Reportage* dalle Comore di Sergio D'Elia

31 Luglio 2015 :



La prigione di Moroni è in cima a una collina all’ingresso del quartiere di Dawedju e, a vederla da fuori, non incute particolare timore tanto appare integrata nella cupa realtà che la circonda. Il grigio e il nero sono ovunque i colori prevalenti, della terra, delle strade e delle case dell’isola, dominata dall’alto dal vulcano Karthala che nel corso del tempo, con le sue eruzioni, ha cosparso tutto di lava e cenere scure come la pece. Le molte spiagge sono ormai ridotte all’osso, tanto hanno sofferto dei saccheggi di sabbia bianca fraudolentemente utilizzata nelle costruzioni.
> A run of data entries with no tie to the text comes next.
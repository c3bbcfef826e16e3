use serde_json::json;

use mockrest_base::{
    ErrorKind, HttpMethod, HttpRequest, HttpResponse, MockApiError, MockApiResult, err,
};

use super::service::InMemoryBackend;
use crate::request::RequestInfo;

/// Base segment that addresses administrative commands instead of a collection.
pub(crate) const COMMANDS_BASE: &str = "commands";

/// Run the command named by the request's collection segment.
///
/// Command responses carry no `{data}` wrapper and no headers of their own.
pub(crate) fn handle_command(
    backend: &InMemoryBackend,
    request: &HttpRequest,
    info: &RequestInfo,
) -> MockApiResult<HttpResponse> {
    let command = info.collection_name.to_lowercase();
    match command.as_str() {
        "resetdb" => {
            backend.reset_db()?;
            Ok(HttpResponse::ok())
        }
        "config" if request.method() == HttpMethod::Get => {
            Ok(HttpResponse::ok().with_body(backend.config().to_json()))
        }
        "config" => {
            let partial = request
                .body()
                .as_json()
                .map_err(|e| {
                    Box::new(MockApiError::new(ErrorKind::MalformedBody {
                        message: e.to_string(),
                    }))
                })?
                .unwrap_or_else(|| json!({}));
            backend.update_config(partial)?;
            Ok(HttpResponse::no_content())
        }
        _ => Err(err!("Unknown command \"{}\"", command)),
    }
}
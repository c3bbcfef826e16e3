pub mod api;
pub mod config;
pub mod params;
pub mod query;
pub mod record;
pub mod request;
pub mod response;
pub mod store;


pub use api::{EndpointHandler, InMemoryBackend, LoginEndpoint};
pub use config::{BackendConfig, DefaultResponseOptions, load_config};
pub use params::{UrlParameters, UrlParametersParser};
pub use record::{Record, RecordId};
pub use request::{QueryParams, RequestInfo, parse_url};
pub use store::{Collection, Database, JsonSeed, SeedProvider, StoreHandle};
/* 📖 # Why create a SeedProvider trait?

The engine never owns the initial data. Whoever embeds it supplies a provider that builds a
fresh Database; the engine calls it once at construction and again on every `resetdb`
command. A closure is enough for most tests, while `JsonSeed` covers file-based seeds.
*/

use std::path::Path;
use std::sync::Arc;

use parking_lot::{RwLock, RwLockReadGuard, RwLockWriteGuard};
use serde_json::Value;

use mockrest_base::{ErrorKind, MockApiError, MockApiResult};

use crate::store::memory::Database;

/// Source of the initial collection store.
pub trait SeedProvider: Send + Sync + 'static {
    /// Build a fresh database. Called on construction and on every reset.
    fn create_db(&self) -> MockApiResult<Database>;
}

impl<F> SeedProvider for F
where
    F: Fn() -> MockApiResult<Database> + Send + Sync + 'static,
{
    fn create_db(&self) -> MockApiResult<Database> {
        self()
    }
}

/// Seed provider backed by a JSON document `{ "<collection>": [ ... ] }`.
#[derive(Debug, Clone)]
pub struct JsonSeed {
    document: Value,
}

impl JsonSeed {
    /// Wrap an already parsed seed document.
    pub fn new(document: Value) -> Self {
        Self { document }
    }

    /// Parse a seed document from JSON text.
    pub fn from_json_str(text: &str) -> MockApiResult<Self> {
        let document = serde_json::from_str(text).map_err(|e| {
            Box::new(MockApiError::new(ErrorKind::Seed {
                message: e.to_string(),
            }))
        })?;
        Ok(Self::new(document))
    }

    /// Read a seed document from a file.
    pub fn load(path: &Path) -> MockApiResult<Self> {
        let text = std::fs::read_to_string(path).map_err(|e| {
            Box::new(MockApiError::new(ErrorKind::Seed {
                message: format!("cannot read {}: {}", path.display(), e),
            }))
        })?;
        Self::from_json_str(&text)
    }
}

impl SeedProvider for JsonSeed {
    fn create_db(&self) -> MockApiResult<Database> {
        Database::from_json(self.document.clone())
    }
}

/// A shared handle to one engine's database.
///
/// StoreHandle provides cheap cloning (via Arc) and interior mutability (via RwLock).
/// Guards must not be held across an `.await`.
#[derive(Clone, Debug)]
pub struct StoreHandle(Arc<RwLock<Database>>);

impl StoreHandle {
    /// Create a new StoreHandle owning the given database.
    pub fn new(db: Database) -> Self {
        Self(Arc::new(RwLock::new(db)))
    }

    /// Lock the database for reading.
    pub fn read(&self) -> RwLockReadGuard<'_, Database> {
        self.0.read()
    }

    /// Lock the database for writing.
    pub fn write(&self) -> RwLockWriteGuard<'_, Database> {
        self.0.write()
    }

    /// Swap in a whole new database.
    pub fn replace(&self, db: Database) {
        *self.0.write() = db;
    }

    /// A deep copy of the current contents.
    pub fn snapshot(&self) -> Database {
        self.0.read().clone()
    }

    /// Check if a collection exists.
    pub fn contains_collection(&self, name: &str) -> bool {
        self.0.read().contains(name)
    }
}

#[cfg(test)]
mod tests {
    use super::*;
    use crate::store::Collection;
    use serde_json::json;

    #[test]
    fn test_closure_seed_provider() {
        let seed = || Ok(Database::new().with_collection("heroes", Collection::new()));
        let db = seed.create_db().unwrap();
        assert!(db.contains("heroes"));
    }

    #[test]
    fn test_json_seed_creates_fresh_copies() {
        let seed = JsonSeed::from_json_str(r#"{"heroes": [{"id": 1, "name": "A"}]}"#).unwrap();
        let mut first = seed.create_db().unwrap();
        first.get_mut("heroes").unwrap().remove(&1.into());

        let second = seed.create_db().unwrap();
        assert_eq!(second.get("heroes").unwrap().len(), 1);
    }

    #[test]
    fn test_json_seed_rejects_invalid_json() {
        let err = JsonSeed::from_json_str("{not json").unwrap_err();
        assert!(err.to_string().starts_with("Unable to create database:"));
    }

    #[test]
    fn test_store_handle_replace_and_snapshot() {
        let handle = StoreHandle::new(Database::from_json(json!({"a": []})).unwrap());
        let clone = handle.clone();
        clone.replace(Database::from_json(json!({"b": [{"id": 1}]})).unwrap());

        assert!(!handle.contains_collection("a"));
        assert!(handle.contains_collection("b"));

        let mut snapshot = handle.snapshot();
        snapshot.get_mut("b").unwrap().remove(&1.into());
        assert_eq!(handle.read().get("b").unwrap().len(), 1);
    }
}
La prigione, comunemente chiamata “Moroni 2”, riferimento ironico al più esclusivo hotel della capitale delle Isole Comore, è la più grande delle tre, una per isola, che i francesi hanno edificato nell’arcipelago durante il dominio coloniale.
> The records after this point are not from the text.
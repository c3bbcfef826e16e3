/* 📖 # Why keep collections as plain vectors?

Clients observe collection order: a GET without paging lists records in insertion order and
paging slices that order. A `Vec<Record>` keeps it for free, and lookups by id are linear
scans, which is fine for the handful of records a simulated backend holds.
*/

use std::collections::BTreeMap;

use serde::Serialize;
use serde_json::{Map, Number, Value};
use tracing::debug;

use mockrest_base::{ErrorKind, MockApiError, MockApiResult};

use crate::record::{Record, RecordId};

/// Outcome of [`Collection::upsert`].
#[derive(Debug, Clone, Copy, PartialEq, Eq)]
pub enum Upsert {
    /// A record with the same id existed and was replaced in place
    Replaced,
    /// The record was appended
    Inserted,
}

/// An ordered list of records simulating one REST resource.
#[derive(Debug, Clone, Default, PartialEq, Serialize)]
#[serde(transparent)]
pub struct Collection {
    records: Vec<Record>,
}

impl Collection {
    /// Create an empty collection.
    pub fn new() -> Self {
        Self {
            records: Vec::new(),
        }
    }

    /// Create a collection holding the given records, in order.
    pub fn from_records(records: Vec<Record>) -> Self {
        Self { records }
    }

    /// Create a collection from typed seed items.
    pub fn from_serializable<T: Serialize>(
        items: impl IntoIterator<Item = T>,
    ) -> MockApiResult<Self> {
        let records = items
            .into_iter()
            .map(|item| Record::from_serializable(&item))
            .collect::<MockApiResult<Vec<_>>>()?;
        Ok(Self { records })
    }

    /// All records in insertion order.
    pub fn records(&self) -> &[Record] {
        &self.records
    }

    /// Number of records.
    pub fn len(&self) -> usize {
        self.records.len()
    }

    /// Returns true if the collection holds no records.
    pub fn is_empty(&self) -> bool {
        self.records.is_empty()
    }

    /// Interpret an id taken from a URL path.
    ///
    /// The segment becomes a number only when the collection uses numeric ids (judged by its
    /// first record) and the segment is a JSON number such as `12`, `1.5` or `-3`; otherwise
    /// it stays a string.
    pub fn parse_id(&self, raw: &str) -> RecordId {
        let numeric_ids = self
            .records
            .first()
            .and_then(|r| r.get("id"))
            .is_some_and(Value::is_number);
        match raw.parse::<Number>() {
            Ok(n) if numeric_ids => RecordId::Number(n),
            _ => RecordId::Text(raw.to_string()),
        }
    }

    /// Find a record by id.
    pub fn find(&self, id: &RecordId) -> Option<&Record> {
        self.records.iter().find(|r| r.has_id(id))
    }

    /// Index of the record with the given id.
    pub fn position(&self, id: &RecordId) -> Option<usize> {
        self.records.iter().position(|r| r.has_id(id))
    }

    /// Remove the record with the given id. Returns whether one was removed.
    pub fn remove(&mut self, id: &RecordId) -> bool {
        match self.position(id) {
            Some(ix) => {
                self.records.remove(ix);
                true
            }
            None => false,
        }
    }

    /// The next synthetic id: one more than the largest numeric id, or 1.
    ///
    /// String ids are ignored, so collections keyed by strings still get numbers. Fractional
    /// ids count with their floor, so the new id is greater than all of them. Fails when the
    /// largest id is already `i64::MAX`.
    pub fn next_id(&self) -> MockApiResult<i64> {
        let max_id = self
            .records
            .iter()
            .filter_map(|r| match r.get("id") {
                Some(Value::Number(n)) => integral_floor(n),
                _ => None,
            })
            .fold(0, i64::max);
        max_id.checked_add(1).ok_or_else(|| {
            Box::new(MockApiError::new(ErrorKind::Message {
                message: format!("no id left after {}", max_id),
            }))
        })
    }

    /// Replace the record with the same id in place, or append it.
    ///
    /// The record must already carry an id.
    pub fn upsert(&mut self, record: Record) -> MockApiResult<Upsert> {
        let id = record.id().ok_or_else(|| {
            Box::new(MockApiError::new(ErrorKind::MalformedBody {
                message: "record has no usable id".to_string(),
            }))
        })?;
        match self.position(&id) {
            Some(ix) => {
                self.records[ix] = record;
                Ok(Upsert::Replaced)
            }
            None => {
                self.records.push(record);
                Ok(Upsert::Inserted)
            }
        }
    }

    /// Apply `props` to every record whose id is listed in `ids`.
    ///
    /// Returns copies of the updated records in collection order. The `id` field itself is
    /// never rewritten, so ids stay unique.
    pub fn update_props(&mut self, ids: &[Value], props: &Map<String, Value>) -> Vec<Record> {
        let ids: Vec<RecordId> = ids.iter().filter_map(RecordId::from_value).collect();
        let mut updated = Vec::new();
        for record in self.records.iter_mut() {
            let selected = ids.iter().any(|id| record.has_id(id));
            if !selected {
                continue;
            }
            for (field, value) in props {
                if field == "id" {
                    debug!("ignoring 'id' in bulk update props");
                    continue;
                }
                record.set(field.clone(), value.clone());
            }
            updated.push(record.clone());
        }
        updated
    }
}

/// The collection store: collection name to collection.
#[derive(Debug, Clone, Default, PartialEq, Serialize)]
#[serde(transparent)]
pub struct Database {
    collections: BTreeMap<String, Collection>,
}

impl Database {
    /// Create an empty database.
    pub fn new() -> Self {
        Self {
            collections: BTreeMap::new(),
        }
    }

    /// Builder-style insert of a collection.
    pub fn with_collection(mut self, name: impl Into<String>, collection: Collection) -> Self {
        self.insert(name, collection);
        self
    }

    /// Insert or replace a collection.
    pub fn insert(&mut self, name: impl Into<String>, collection: Collection) {
        self.collections.insert(name.into(), collection);
    }

    /// Borrow a collection.
    pub fn get(&self, name: &str) -> Option<&Collection> {
        self.collections.get(name)
    }

    /// Mutably borrow a collection.
    pub fn get_mut(&mut self, name: &str) -> Option<&mut Collection> {
        self.collections.get_mut(name)
    }

    /// Check if a collection exists.
    pub fn contains(&self, name: &str) -> bool {
        self.collections.contains_key(name)
    }

    /// Collection names in sorted order.
    pub fn names(&self) -> impl Iterator<Item = &str> {
        self.collections.keys().map(String::as_str)
    }

    /// Build a database from a JSON document of the form `{ "<name>": [ {...}, ... ] }`.
    pub fn from_json(value: Value) -> MockApiResult<Self> {
        let Value::Object(map) = value else {
            return Err(seed_error("seed document must be a JSON object"));
        };
        let mut db = Self::new();
        for (name, entries) in map {
            let Value::Array(items) = entries else {
                return Err(seed_error(format!("collection '{}' must be an array", name)));
            };
            let records = items
                .into_iter()
                .map(Record::from_value)
                .collect::<MockApiResult<Vec<_>>>()
                .map_err(|e| seed_error(format!("collection '{}': {}", name, e)))?;
            db.insert(name, Collection::from_records(records));
        }
        Ok(db)
    }

    /// Render the whole database as a JSON document.
    pub fn to_json(&self) -> Value {
        serde_json::to_value(self).unwrap_or(Value::Null)
    }
}

// Numbers beyond the i64 range cannot collide with a generated id
fn integral_floor(n: &Number) -> Option<i64> {
    n.as_i64().or_else(|| {
        n.as_f64()
            .filter(|f| *f >= i64::MIN as f64 && *f < i64::MAX as f64)
            .map(|f| f.floor() as i64)
    })
}

fn seed_error(message: impl Into<String>) -> Box<MockApiError> {
    Box::new(MockApiError::new(ErrorKind::Seed {
        message: message.into(),
    }))
}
Secondo il genio militare degli architetti dell’epoca il carcere di Moroni era sufficiente a contenere un’ottantina di persone. Secondo gli standard sanitari attuali dell’Organizzazione Mondiale della Sanità non potrebbe ospitare più di cinquanta detenuti. Il 19 novembre scorso, giorno della nostra visita, nel carcere sono stipate 221 persone, tra cui sei condannati a morte, otto donne e sei minori.
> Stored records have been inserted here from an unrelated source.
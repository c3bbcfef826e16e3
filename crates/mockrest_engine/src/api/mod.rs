/* 📖 # Why an API module in mockrest_engine?

The api module turns request descriptors into response descriptors. `InMemoryBackend` is the
single entry point; it routes each request to one of three handler families:

- commands: administrative operations under the reserved `commands` base
- endpoints: custom handlers keyed by collection name, such as `login`
- collections: generic CRUD against the collection store

Everything a handler returns, including errors, passes through the response builder before
delivery.
*/

mod auth;
mod collection;
mod commands;
mod endpoint;
mod service;

pub use auth::LoginEndpoint;
pub use endpoint::EndpointHandler;
pub use service::InMemoryBackend;
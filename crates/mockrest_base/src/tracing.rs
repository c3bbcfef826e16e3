use crate::error::MockApiResult;
pub use tracing::instrument;
pub use tracing::{debug, error, info, trace, warn};
use tracing_error::ErrorLayer;
use tracing_subscriber::EnvFilter;
use tracing_subscriber::layer::SubscriberExt;
use tracing_subscriber::util::SubscriberInitExt;

/// Install the global subscriber: fmt output, `RUST_LOG` filtering (default `info`) and the
/// error layer that lets [`crate::MockApiError`] capture span traces.
pub fn init_tracing() -> MockApiResult<()> {
    let filter = EnvFilter::try_from_default_env().unwrap_or_else(|_| EnvFilter::new("info"));
    tracing_subscriber::registry()
        .with(filter)
        .with(tracing_subscriber::fmt::layer().with_writer(std::io::stderr))
        .with(ErrorLayer::default())
        .try_init()
        .map_err(|e| crate::err!("Failed to initialize tracing: {}", e))
}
Il Procuratore Generale delle Comore, Mahamoud Soilihi, ha autorizzato la delegazione di Nessuno tocchi Caino e del Partito Radicale a entrare nella Maison d’arrêt di Moroni, “a condizione che sia rispettata la privacy delle persone detenute e l’immagine del Paese”. Il richiamo ci appare subito paradossale di fronte allo stato di estrema deprivazione e promiscuità generale che connota la vita dei reclusi: i venticinque condannati definitivi convivono con tutti gli altri in attesa di giudizio; i sei condannati a morte e i due condannati a vita per reati violenti socializzano con ladri di polli e autori di altri piccoli furti; i diciassette imputati di attentato alla sicurezza del territorio comoriano sono associati ai responsabili di appropriazione indebita di terreni e di altre piccole dispute sulla terra; i sei minorenni sono mescolati a persone molto anziane e ai numerosi detenuti per violenza sessuale, il reato più comune; persone malate coabitano con tutte le altre apparentemente sane.
Gli edifici sono in rovina totale, con perdite d’acqua ovunque che minano fondamenta e tetti, costruiti con calce e sabbia di mare, molto povera per l’eccessivo contenuto di sale.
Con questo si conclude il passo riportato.